The story is told primarily from the viewpoint of the journalist Decker Hawthorne, and spans over several decades; it begins with chronicling his work on a scientific expedition to analyze the Shroud of Turin. An old friend of his, Professor Harry Goodman, is a member of the expedition, and later reveals in private that he has found living cells on the Shroud, which he plans to cultivate. Decker, though not particularly religious, is uncomfortable with the implications, and the two don't see each other for another several years. When he later meets the Goodmans' "adopted grand-nephew," Christopher, he can't help but suspect ... um, well.
Despite his initial unease, Decker quickly comes to think of Christopher as a very nice boy and good person. When the Goodmans die in a car accident, he becomes his legal guardian. But shadowy forces are at work, thinking the boy important to their vision of the world they wish to create.

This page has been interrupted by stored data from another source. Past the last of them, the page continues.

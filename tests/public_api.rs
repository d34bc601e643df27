use knowledge_graph_canvas::{GraphEvent, GraphSettings, Node, NodeKind, TypeVisibility};

#[test]
fn settings_toggle_kinds_independently() {
	let mut settings = GraphSettings::default();
	assert_eq!(settings.visibility, TypeVisibility::default());
	assert!(NodeKind::ALL.iter().all(|k| settings.visibility.shows(*k)));

	settings.visibility.set(NodeKind::Concept, false);
	assert!(!settings.visibility.shows(NodeKind::Concept));
	assert!(settings.visibility.shows(NodeKind::File));
	assert!(!settings.forces_differ(&GraphSettings::default()));
}

#[test]
fn settings_load_with_defaults() {
	let settings: GraphSettings = serde_json::from_str(r#"{"charge": -500, "visibility": {"tasks": false}}"#).unwrap();
	assert_eq!(settings.charge, -500.0);
	assert_eq!(settings.link_distance, 100.0);
	assert!(settings.visibility.files && !settings.visibility.tasks);
}

#[test]
fn hover_event_carries_node_and_position() {
	let node = Node::new("file_1", NodeKind::File, "auth.js");
	let event = GraphEvent::Hover {
		node: Some(node.clone()),
		x: 12.0,
		y: 34.0,
	};
	let GraphEvent::Hover { node: Some(hovered), x, y } = event else {
		panic!("expected a hover event");
	};
	assert_eq!((hovered, x, y), (node, 12.0, 34.0));
}
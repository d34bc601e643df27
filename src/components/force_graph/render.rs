use std::f64::consts::PI;

use web_sys::CanvasRenderingContext2d;

use crate::graph::{EdgeKind, NodeKind};

use super::model::SimNode;
use super::state::ForceGraphState;

const BACKGROUND: &str = "#0d1117";
const LABEL_COLOR: &str = "#c9d1d9";
const LABEL_ACTIVE_COLOR: &str = "#ffffff";
const CHECK_COLOR: &str = "#0d1117";

/// Characters of a label shown before it is cut with an ellipsis.
pub const LABEL_MAX_CHARS: usize = 20;
const ARROW_SIZE: f64 = 5.0;
const ARROW_GAP: f64 = 4.0;
const LABEL_GAP: f64 = 4.0;

pub fn node_fill(kind: NodeKind) -> &'static str {
	match kind {
		NodeKind::File => "#58a6ff",
		NodeKind::Concept => "#d2a8ff",
		NodeKind::Task => "#3fb950",
	}
}

pub fn node_border(kind: NodeKind) -> &'static str {
	match kind {
		NodeKind::File => "#388bfd",
		NodeKind::Concept => "#bc8cff",
		NodeKind::Task => "#2ea043",
	}
}

pub fn edge_color(kind: EdgeKind) -> &'static str {
	match kind {
		EdgeKind::Implements => "#79c0ff",
		EdgeKind::Produces => "#7ee787",
		EdgeKind::Requires => "#d29922",
		EdgeKind::RelatesTo => "#484f58",
		EdgeKind::Modifies => "#e3b341",
	}
}

/// Cut `label` to [`LABEL_MAX_CHARS`] characters, marking the cut with `...`.
pub fn truncate_label(label: &str) -> String {
	match label.char_indices().nth(LABEL_MAX_CHARS) {
		Some((cut, _)) => format!("{}...", &label[..cut]),
		None => label.to_string(),
	}
}

/// Label size in model units: shrinks as the view zooms in, never below 9.
pub fn label_font_size(k: f64) -> f64 {
	(11.0 / k).max(9.0)
}

/// Triangle of an arrowhead pointing at the target, pulled back so it sits
/// outside the target's glyph. `None` for coincident endpoints.
pub fn arrowhead(
	(x1, y1): (f64, f64),
	(x2, y2): (f64, f64),
	target_radius: f64,
) -> Option<[(f64, f64); 3]> {
	let (dx, dy) = (x2 - x1, y2 - y1);
	if dx.hypot(dy) < 0.001 {
		return None;
	}
	let angle = dy.atan2(dx);
	let tip = (
		x2 - angle.cos() * (target_radius + ARROW_GAP),
		y2 - angle.sin() * (target_radius + ARROW_GAP),
	);
	let wing = |offset: f64| {
		(
			tip.0 - ARROW_SIZE * (angle + offset).cos(),
			tip.1 - ARROW_SIZE * (angle + offset).sin(),
		)
	};
	Some([tip, wing(-PI / 6.0), wing(PI / 6.0)])
}

pub fn render(state: &ForceGraphState, ctx: &CanvasRenderingContext2d) {
	ctx.set_fill_style_str(BACKGROUND);
	ctx.fill_rect(0.0, 0.0, state.width, state.height);
	ctx.save();
	let _ = ctx.translate(state.transform.x, state.transform.y);
	let _ = ctx.scale(state.transform.k, state.transform.k);
	draw_edges(state, ctx);
	draw_nodes(state, ctx);
	ctx.restore();
}

fn draw_edges(state: &ForceGraphState, ctx: &CanvasRenderingContext2d) {
	for (edge, source, target) in state.visible_edges() {
		let color = edge_color(edge.kind);
		let style = if state.is_edge_highlighted(edge) {
			ctx.set_line_width(2.0);
			color.to_string()
		} else {
			ctx.set_line_width(0.8);
			format!("{color}66")
		};
		ctx.set_stroke_style_str(&style);
		ctx.begin_path();
		ctx.move_to(source.x, source.y);
		ctx.line_to(target.x, target.y);
		ctx.stroke();

		let Some([tip, left, right]) =
			arrowhead((source.x, source.y), (target.x, target.y), target.radius())
		else {
			continue;
		};
		ctx.set_fill_style_str(&style);
		ctx.begin_path();
		ctx.move_to(tip.0, tip.1);
		ctx.line_to(left.0, left.1);
		ctx.line_to(right.0, right.1);
		ctx.close_path();
		ctx.fill();
	}
}

fn trace_shape(node: &SimNode, r: f64, ctx: &CanvasRenderingContext2d) {
	let (x, y) = (node.x, node.y);
	ctx.begin_path();
	match node.kind() {
		NodeKind::Concept => {
			for i in 0..6 {
				let angle = PI / 3.0 * i as f64 - PI / 6.0;
				let (px, py) = (x + r * angle.cos(), y + r * angle.sin());
				if i == 0 {
					ctx.move_to(px, py);
				} else {
					ctx.line_to(px, py);
				}
			}
			ctx.close_path();
		}
		NodeKind::Task => {
			let (s, corner) = (r * 0.8, 3.0);
			ctx.move_to(x - s + corner, y - s);
			let _ = ctx.arc_to(x + s, y - s, x + s, y + s, corner);
			let _ = ctx.arc_to(x + s, y + s, x - s, y + s, corner);
			let _ = ctx.arc_to(x - s, y + s, x - s, y - s, corner);
			let _ = ctx.arc_to(x - s, y - s, x + s, y - s, corner);
			ctx.close_path();
		}
		NodeKind::File => {
			let _ = ctx.arc(x, y, r, 0.0, 2.0 * PI);
		}
	}
}

fn draw_nodes(state: &ForceGraphState, ctx: &CanvasRenderingContext2d) {
	let font_size = label_font_size(state.transform.k);
	ctx.set_text_align("center");
	ctx.set_text_baseline("top");

	for node in state.visible_nodes() {
		let (x, y, r) = (node.x, node.y, node.radius());
		let kind = node.kind();
		let hovered = state.is_hovered(node.id()) || node.is_pinned();
		let selected = state.is_selected(node.id());

		trace_shape(node, r, ctx);
		if selected {
			ctx.set_fill_style_str(node_fill(kind));
		} else {
			ctx.set_fill_style_str(&format!("{}cc", node_fill(kind)));
		}
		ctx.fill();
		ctx.set_stroke_style_str(if hovered || selected {
			LABEL_ACTIVE_COLOR
		} else {
			node_border(kind)
		});
		ctx.set_line_width(if selected {
			2.5
		} else if hovered {
			2.0
		} else {
			1.0
		});
		ctx.stroke();

		if node.node.is_completed() {
			ctx.set_stroke_style_str(CHECK_COLOR);
			ctx.set_line_width(2.0);
			ctx.begin_path();
			ctx.move_to(x - 3.0, y);
			ctx.line_to(x - 1.0, y + 3.0);
			ctx.line_to(x + 4.0, y - 3.0);
			ctx.stroke();
		}

		let weight = if selected { "bold " } else { "" };
		ctx.set_font(&format!("{weight}{font_size}px -apple-system, sans-serif"));
		ctx.set_fill_style_str(if hovered || selected {
			LABEL_ACTIVE_COLOR
		} else {
			LABEL_COLOR
		});
		let _ = ctx.fill_text(&truncate_label(node.node.display_label()), x, y + r + LABEL_GAP);
	}
}

#[cfg(test)]
mod tests {
	use super::*;

	#[test]
	fn labels_are_cut_at_twenty_chars() {
		assert_eq!(truncate_label("short"), "short");
		assert_eq!(truncate_label(&"x".repeat(20)), "x".repeat(20));
		assert_eq!(
			truncate_label("implement the authentication flow"),
			"implement the authen..."
		);
		assert_eq!(truncate_label(&"ü".repeat(25)), format!("{}...", "ü".repeat(20)));
	}

	#[test]
	fn label_size_has_a_floor() {
		assert_eq!(label_font_size(1.0), 11.0);
		assert_eq!(label_font_size(0.5), 22.0);
		assert_eq!(label_font_size(4.0), 9.0);
	}

	#[test]
	fn arrowhead_sits_outside_target() {
		let [tip, left, right] = arrowhead((0.0, 0.0), (100.0, 0.0), 10.0).unwrap();
		assert!((tip.0 - 86.0).abs() < 1e-9 && tip.1.abs() < 1e-9);
		assert!(left.0 < tip.0 && right.0 < tip.0);
		assert!((left.1 + right.1).abs() < 1e-9);
		assert!(arrowhead((5.0, 5.0), (5.0, 5.0), 10.0).is_none());
	}

	#[test]
	fn colors_are_distinct_per_kind() {
		let nodes: std::collections::HashSet<_> = NodeKind::ALL.iter().map(|k| node_fill(*k)).collect();
		let edges: std::collections::HashSet<_> = EdgeKind::ALL.iter().map(|k| edge_color(*k)).collect();
		assert_eq!(nodes.len(), 3);
		assert_eq!(edges.len(), 5);
	}
}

Moreover, as Christopher discovers that he has apparently inherited extraordinary abilities, it becomes clear to all that he has an important part to play in what is to come.
The trilogy spans (obviously) three volumes:
- In His Image
- Birth of an Age
- Acts of God
Provides examples of:
- All Myths Are True: The New Age cultist play on this to get the world ready to buy the lies of The Antichrist, who outright claims this to convince the majority of the religions of the planet to join him in persecuting the followers of God, who he paints as the villain at the center of this trope.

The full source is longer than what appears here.